Here, in this fabled realm of magic and honor, he must at last confront the demons of his dark past, even as Alec discovers an unimagined heritage. And caught between Skala’s desperate need and the ancient intrigues of the Aurënfaie, they soon find themselves snared in a growing web of treachery and betrayal.
My Thoughts On This Book
Traitor’s Moon is one of my favorite books. It’s one of those ‘page-turners’ you seriously can’t put down. I first read it in college and it was so engrossing I actually consciously decided to finish the book instead of studying for one of my finals (relax, I passed).
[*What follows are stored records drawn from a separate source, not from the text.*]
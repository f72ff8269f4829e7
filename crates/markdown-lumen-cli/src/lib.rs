//! Argument handling and file plumbing for the `markdown-lumen` binary.

use anyhow::{Context, Result, bail};
use markdown_lumen_config::Config;
use markdown_lumen_engine::{RenderOptions, render_with};
use std::fs;
use std::io::{self, Read, Write};
use std::path::{Path, PathBuf};

pub const USAGE: &str = "Usage: markdown-lumen [INPUT|-] [OUTPUT|-]";

/// Path argument meaning stdin or stdout.
const STDIO_ARG: &str = "-";

#[derive(Debug, Clone, PartialEq, Eq)]
pub enum Source {
    Stdin,
    File(PathBuf),
}

#[derive(Debug, Clone, PartialEq, Eq)]
pub enum Target {
    Stdout,
    File(PathBuf),
}

/// Parsed command line.
#[derive(Debug, Clone, PartialEq, Eq)]
pub struct Invocation {
    pub source: Source,
    /// `None` when no OUTPUT argument was given.
    pub target: Option<Target>,
}

/// Parses the arguments that follow the program name.
pub fn parse_args<I>(args: I) -> Result<Invocation>
where
    I: IntoIterator<Item = String>,
{
    let args: Vec<String> = args.into_iter().collect();
    if args.len() > 2 {
        bail!("Too many arguments\n{USAGE}");
    }

    let source = match args.first().map(String::as_str) {
        None | Some(STDIO_ARG) => Source::Stdin,
        Some(path) => Source::File(PathBuf::from(path)),
    };
    let target = args.get(1).map(|arg| match arg.as_str() {
        STDIO_ARG => Target::Stdout,
        path => Target::File(PathBuf::from(path)),
    });

    Ok(Invocation { source, target })
}

pub fn render_options(config: &Config) -> RenderOptions {
    RenderOptions {
        escape_html: config.escape_html,
        diagram_language: config.diagram_language.clone(),
    }
}

/// Where the rendered markup goes.
///
/// An explicit OUTPUT wins. Otherwise a file input is written to
/// `<output_dir>/<stem>.html` when the config names an output directory.
/// Everything else goes to stdout.
pub fn resolve_target(invocation: &Invocation, config: &Config) -> Target {
    if let Some(target) = &invocation.target {
        return target.clone();
    }
    match (&invocation.source, &config.output_dir) {
        (Source::File(input), Some(dir)) => {
            let stem = input
                .file_stem()
                .map(|s| s.to_string_lossy().into_owned())
                .unwrap_or_else(|| "index".to_string());
            Target::File(dir.join(format!("{stem}.html")))
        }
        _ => Target::Stdout,
    }
}

fn read_source(source: &Source) -> Result<String> {
    match source {
        Source::Stdin => {
            let mut text = String::new();
            io::stdin()
                .read_to_string(&mut text)
                .context("Failed to read document from stdin")?;
            Ok(text)
        }
        Source::File(path) => fs::read_to_string(path)
            .with_context(|| format!("Failed to read document {}", path.display())),
    }
}

fn write_target(target: &Target, markup: &str) -> Result<()> {
    match target {
        Target::Stdout => {
            let mut stdout = io::stdout().lock();
            writeln!(stdout, "{markup}").context("Failed to write markup to stdout")?;
            Ok(())
        }
        Target::File(path) => write_file(path, markup),
    }
}

fn write_file(path: &Path, markup: &str) -> Result<()> {
    if let Some(parent) = path.parent()
        && !parent.as_os_str().is_empty()
    {
        fs::create_dir_all(parent)
            .with_context(|| format!("Failed to create directory {}", parent.display()))?;
    }
    fs::write(path, format!("{markup}\n"))
        .with_context(|| format!("Failed to write {}", path.display()))
}

/// Reads, renders and writes one document. Returns where it was written.
pub fn run(invocation: &Invocation, config: &Config) -> Result<Target> {
    let text = read_source(&invocation.source)?;
    let markup = render_with(&text, &render_options(config));
    let target = resolve_target(invocation, config);
    write_target(&target, &markup)?;

    if let Target::File(path) = &target {
        log::info!("Wrote {}", path.display());
    }
    Ok(target)
}

#[cfg(test)]
mod tests {
    use super::*;
    use pretty_assertions::assert_eq;
    use tempfile::TempDir;

    fn args(list: &[&str]) -> Vec<String> {
        list.iter().map(|s| s.to_string()).collect()
    }

    #[test]
    fn no_arguments_means_stdin_to_stdout() {
        let inv = parse_args(args(&[])).unwrap();
        assert_eq!(inv.source, Source::Stdin);
        assert_eq!(inv.target, None);
        assert_eq!(resolve_target(&inv, &Config::default()), Target::Stdout);
    }

    #[test]
    fn dash_means_stdio() {
        let inv = parse_args(args(&["-", "-"])).unwrap();
        assert_eq!(inv.source, Source::Stdin);
        assert_eq!(inv.target, Some(Target::Stdout));
    }

    #[test]
    fn too_many_arguments_is_an_error() {
        let err = parse_args(args(&["a", "b", "c"])).unwrap_err();
        assert!(err.to_string().contains("Usage"));
    }

    #[test]
    fn output_dir_uses_input_stem() {
        let config = Config {
            output_dir: Some(PathBuf::from("/out")),
            ..Config::default()
        };
        let inv = parse_args(args(&["notes/today.md"])).unwrap();
        assert_eq!(
            resolve_target(&inv, &config),
            Target::File(PathBuf::from("/out/today.html"))
        );

        let inv = parse_args(args(&["notes/today.md", "x.html"])).unwrap();
        assert_eq!(
            resolve_target(&inv, &config),
            Target::File(PathBuf::from("x.html"))
        );

        let inv = parse_args(args(&["-"])).unwrap();
        assert_eq!(resolve_target(&inv, &config), Target::Stdout);
    }

    #[test]
    fn config_maps_to_render_options() {
        let config = Config {
            escape_html: true,
            diagram_language: "flow".to_string(),
            output_dir: None,
        };
        assert_eq!(
            render_options(&config),
            RenderOptions {
                escape_html: true,
                diagram_language: "flow".to_string(),
            }
        );
    }

    #[test]
    fn run_renders_file_into_output_dir() {
        let temp_dir = TempDir::new().unwrap();
        let input = temp_dir.path().join("doc.md");
        fs::write(&input, "# Hello\n\n<b>raw</b>\n").unwrap();

        let config = Config {
            escape_html: true,
            output_dir: Some(temp_dir.path().join("site")),
            ..Config::default()
        };
        let inv = Invocation {
            source: Source::File(input),
            target: None,
        };

        let target = run(&inv, &config).unwrap();
        let expected_path = temp_dir.path().join("site/doc.html");
        assert_eq!(target, Target::File(expected_path.clone()));

        let html = fs::read_to_string(expected_path).unwrap();
        assert_eq!(html, "<h1>Hello</h1>\n<p>&lt;b&gt;raw&lt;/b&gt;</p>\n");
    }

    #[test]
    fn missing_input_names_the_file() {
        let temp_dir = TempDir::new().unwrap();
        let inv = Invocation {
            source: Source::File(temp_dir.path().join("absent.md")),
            target: Some(Target::Stdout),
        };
        let err = run(&inv, &Config::default()).unwrap_err();
        assert!(err.to_string().contains("absent.md"));
    }
}
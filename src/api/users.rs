//! User management endpoints

use axum::{
    extract::{Path, Query, State},
    http::StatusCode,
    Json,
};

use crate::{
    error::AppResult,
    models::user::{CreateUser, UpdateUser, User, UserQuery},
    AppState,
};

use super::{AuthenticatedUser, PaginatedResponse};

/// List users with search and pagination (staff only)
#[utoipa::path(
    get,
    path = "/users",
    tag = "users",
    security(("bearer_auth" = [])),
    params(UserQuery),
    responses(
        (status = 200, description = "List of users", body = PaginatedResponse<User>),
        (status = 403, description = "Staff privileges required")
    )
)]
pub async fn list_users(
    State(state): State<AppState>,
    AuthenticatedUser(claims): AuthenticatedUser,
    Query(query): Query<UserQuery>,
) -> AppResult<Json<PaginatedResponse<User>>> {
    claims.require_staff()?;

    let (users, total) = state.services.users.search_users(&query).await?;
    Ok(Json(PaginatedResponse::new(users, total, query.page, query.per_page)))
}

/// Get user details by ID (staff, or the user themself)
#[utoipa::path(
    get,
    path = "/users/{id}",
    tag = "users",
    security(("bearer_auth" = [])),
    params(
        ("id" = i32, Path, description = "User ID")
    ),
    responses(
        (status = 200, description = "User details", body = User),
        (status = 403, description = "Not allowed to view this user"),
        (status = 404, description = "User not found")
    )
)]
pub async fn get_user(
    State(state): State<AppState>,
    AuthenticatedUser(claims): AuthenticatedUser,
    Path(id): Path<i32>,
) -> AppResult<Json<User>> {
    claims.require_self_or_staff(id)?;

    let user = state.services.users.get_by_id(id).await?;
    Ok(Json(user))
}

/// Create a new user (staff only)
#[utoipa::path(
    post,
    path = "/users",
    tag = "users",
    security(("bearer_auth" = [])),
    request_body = CreateUser,
    responses(
        (status = 201, description = "User created", body = User),
        (status = 400, description = "Invalid input"),
        (status = 409, description = "Username or email already exists")
    )
)]
pub async fn create_user(
    State(state): State<AppState>,
    AuthenticatedUser(claims): AuthenticatedUser,
    Json(user): Json<CreateUser>,
) -> AppResult<(StatusCode, Json<User>)> {
    claims.require_staff()?;

    let created = state.services.users.create_user(user).await?;
    Ok((StatusCode::CREATED, Json(created)))
}

/// Update a user (staff, or the user themself for non-privilege fields)
#[utoipa::path(
    put,
    path = "/users/{id}",
    tag = "users",
    security(("bearer_auth" = [])),
    params(
        ("id" = i32, Path, description = "User ID")
    ),
    request_body = UpdateUser,
    responses(
        (status = 200, description = "User updated", body = User),
        (status = 403, description = "Not allowed to update this user"),
        (status = 404, description = "User not found"),
        (status = 409, description = "Username or email already exists")
    )
)]
pub async fn update_user(
    State(state): State<AppState>,
    AuthenticatedUser(claims): AuthenticatedUser,
    Path(id): Path<i32>,
    Json(user): Json<UpdateUser>,
) -> AppResult<Json<User>> {
    let updated = state.services.users.update_user(&claims, id, user).await?;
    Ok(Json(updated))
}

/// Delete a user and their history (staff only)
#[utoipa::path(
    delete,
    path = "/users/{id}",
    tag = "users",
    security(("bearer_auth" = [])),
    params(
        ("id" = i32, Path, description = "User ID")
    ),
    responses(
        (status = 204, description = "User deleted"),
        (status = 404, description = "User not found")
    )
)]
pub async fn delete_user(
    State(state): State<AppState>,
    AuthenticatedUser(claims): AuthenticatedUser,
    Path(id): Path<i32>,
) -> AppResult<StatusCode> {
    claims.require_staff()?;

    state.services.users.delete_user(id).await?;
    Ok(StatusCode::NO_CONTENT)
}
//! Stacks Library Circulation Server
//!
//! A REST JSON API for a small library: a catalog of books with available
//! copy counts, member accounts, and checkout/return transactions that keep
//! the two consistent under concurrent requests.

use std::sync::Arc;

pub mod api;
pub mod circulation;
pub mod config;
pub mod error;
pub mod models;
pub mod repository;
pub mod services;

pub use config::AppConfig;
pub use error::{AppError, AppResult};

/// Application state shared across all handlers
#[derive(Clone)]
pub struct AppState {
    pub config: Arc<AppConfig>,
    pub services: Arc<services::Services>,
}
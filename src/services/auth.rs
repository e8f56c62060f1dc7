//! Authentication service: password hashing and token issuance

use argon2::{
    password_hash::{rand_core::OsRng, PasswordHash, PasswordHasher, PasswordVerifier, SaltString},
    Argon2,
};
use chrono::Utc;

use crate::{
    config::AuthConfig,
    error::{AppError, AppResult},
    models::user::{TokenKind, User, UserClaims},
    repository::Repository,
};

/// Access and refresh token pair
#[derive(Debug, Clone)]
pub struct TokenPair {
    pub access_token: String,
    pub refresh_token: String,
    /// Access token lifetime in seconds
    pub expires_in: i64,
}

#[derive(Clone)]
pub struct AuthService {
    repository: Repository,
    config: AuthConfig,
}

impl AuthService {
    pub fn new(repository: Repository, config: AuthConfig) -> Self {
        Self { repository, config }
    }

    /// Authenticate by username and password
    pub async fn authenticate(&self, username: &str, password: &str) -> AppResult<TokenPair> {
        let user = self
            .repository
            .users
            .get_by_username(username)
            .await?
            .ok_or_else(|| AppError::Authentication("Invalid username or password".to_string()))?;

        if !verify_password(&user.password, password)? {
            tracing::debug!("Rejected login for {}", username);
            return Err(AppError::Authentication("Invalid username or password".to_string()));
        }

        if !user.is_active {
            return Err(AppError::Authentication("Account is disabled".to_string()));
        }

        tracing::info!("User {} logged in", user.id);
        self.issue_tokens(&user)
    }

    /// Exchange a refresh token for a fresh token pair
    pub async fn refresh(&self, refresh_token: &str) -> AppResult<TokenPair> {
        let claims = self.decode(refresh_token, TokenKind::Refresh)?;

        // Re-read the user so deactivation and privilege changes take effect
        let user = self.repository.users.get_by_id(claims.user_id).await.map_err(|e| match e {
            AppError::NotFound(_) => AppError::Authentication("User no longer exists".to_string()),
            other => other,
        })?;

        if !user.is_active {
            return Err(AppError::Authentication("Account is disabled".to_string()));
        }

        self.issue_tokens(&user)
    }

    /// Validate a token of the expected kind
    pub fn decode(&self, token: &str, expected: TokenKind) -> AppResult<UserClaims> {
        let claims = UserClaims::from_token(token, &self.config.jwt_secret)
            .map_err(|e| AppError::Authentication(e.to_string()))?;

        if claims.kind != expected {
            return Err(AppError::Authentication("Wrong token type".to_string()));
        }
        Ok(claims)
    }

    fn issue_tokens(&self, user: &User) -> AppResult<TokenPair> {
        let expires_in = self.config.access_token_minutes * 60;
        let access_token = self.sign(user, TokenKind::Access, expires_in)?;
        let refresh_token = self.sign(user, TokenKind::Refresh, self.config.refresh_token_hours * 3600)?;

        Ok(TokenPair {
            access_token,
            refresh_token,
            expires_in,
        })
    }

    fn sign(&self, user: &User, kind: TokenKind, ttl_seconds: i64) -> AppResult<String> {
        let now = Utc::now().timestamp();
        let claims = UserClaims {
            sub: user.username.clone(),
            user_id: user.id,
            is_staff: user.is_staff,
            kind,
            exp: now + ttl_seconds,
            iat: now,
        };

        claims
            .create_token(&self.config.jwt_secret)
            .map_err(|e| AppError::Internal(format!("Failed to create token: {}", e)))
    }
}

/// Hash a password using Argon2 with a random salt
pub fn hash_password(password: &str) -> AppResult<String> {
    let salt = SaltString::generate(&mut OsRng);
    let hash = Argon2::default()
        .hash_password(password.as_bytes(), &salt)
        .map_err(|e| AppError::Internal(format!("Failed to hash password: {}", e)))?;
    Ok(hash.to_string())
}

/// Verify a password against a stored Argon2 hash
pub fn verify_password(hash: &str, password: &str) -> AppResult<bool> {
    let parsed_hash =
        PasswordHash::new(hash).map_err(|_| AppError::Internal("Invalid password hash".to_string()))?;
    Ok(Argon2::default()
        .verify_password(password.as_bytes(), &parsed_hash)
        .is_ok())
}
If you’re tired of the save-the-magic-kingdom and a-young-boy-finds-his-destiny-in-a-magical-land-threatened-by-evil plots that dominate the fantasy genre, you’ll find this story refreshingly different. This book, and the others in the Nightrunner series, is a dark fantasy with political intrigue, a military war, clashing cultures, rich setting, engaging writing, good plot development, multi-level story, and enjoyable characters (even the people you can’t stand you still enjoy ‘watching’). Flewelling really did an excellent job world building.
Traitor’s Moon is the third book and finishes the three-book storyline that opens the series. I think this third book is the best, though I haven’t read the two newest yet. Probably because of my Cultural Anthropology background; this novel really lays out the world’s various culture’s the most. It’s the first book I read in the Nightrunner series (yeah, I tend to start in the middle when I read a series. it’s weird, I know). I enjoyed Traitor’s Moon so much I bought the first book and turned my roommate onto the author.
This is one of those books that grabs you from chapter one, the kind that are so good you can’t say much about them because they speak for themselves.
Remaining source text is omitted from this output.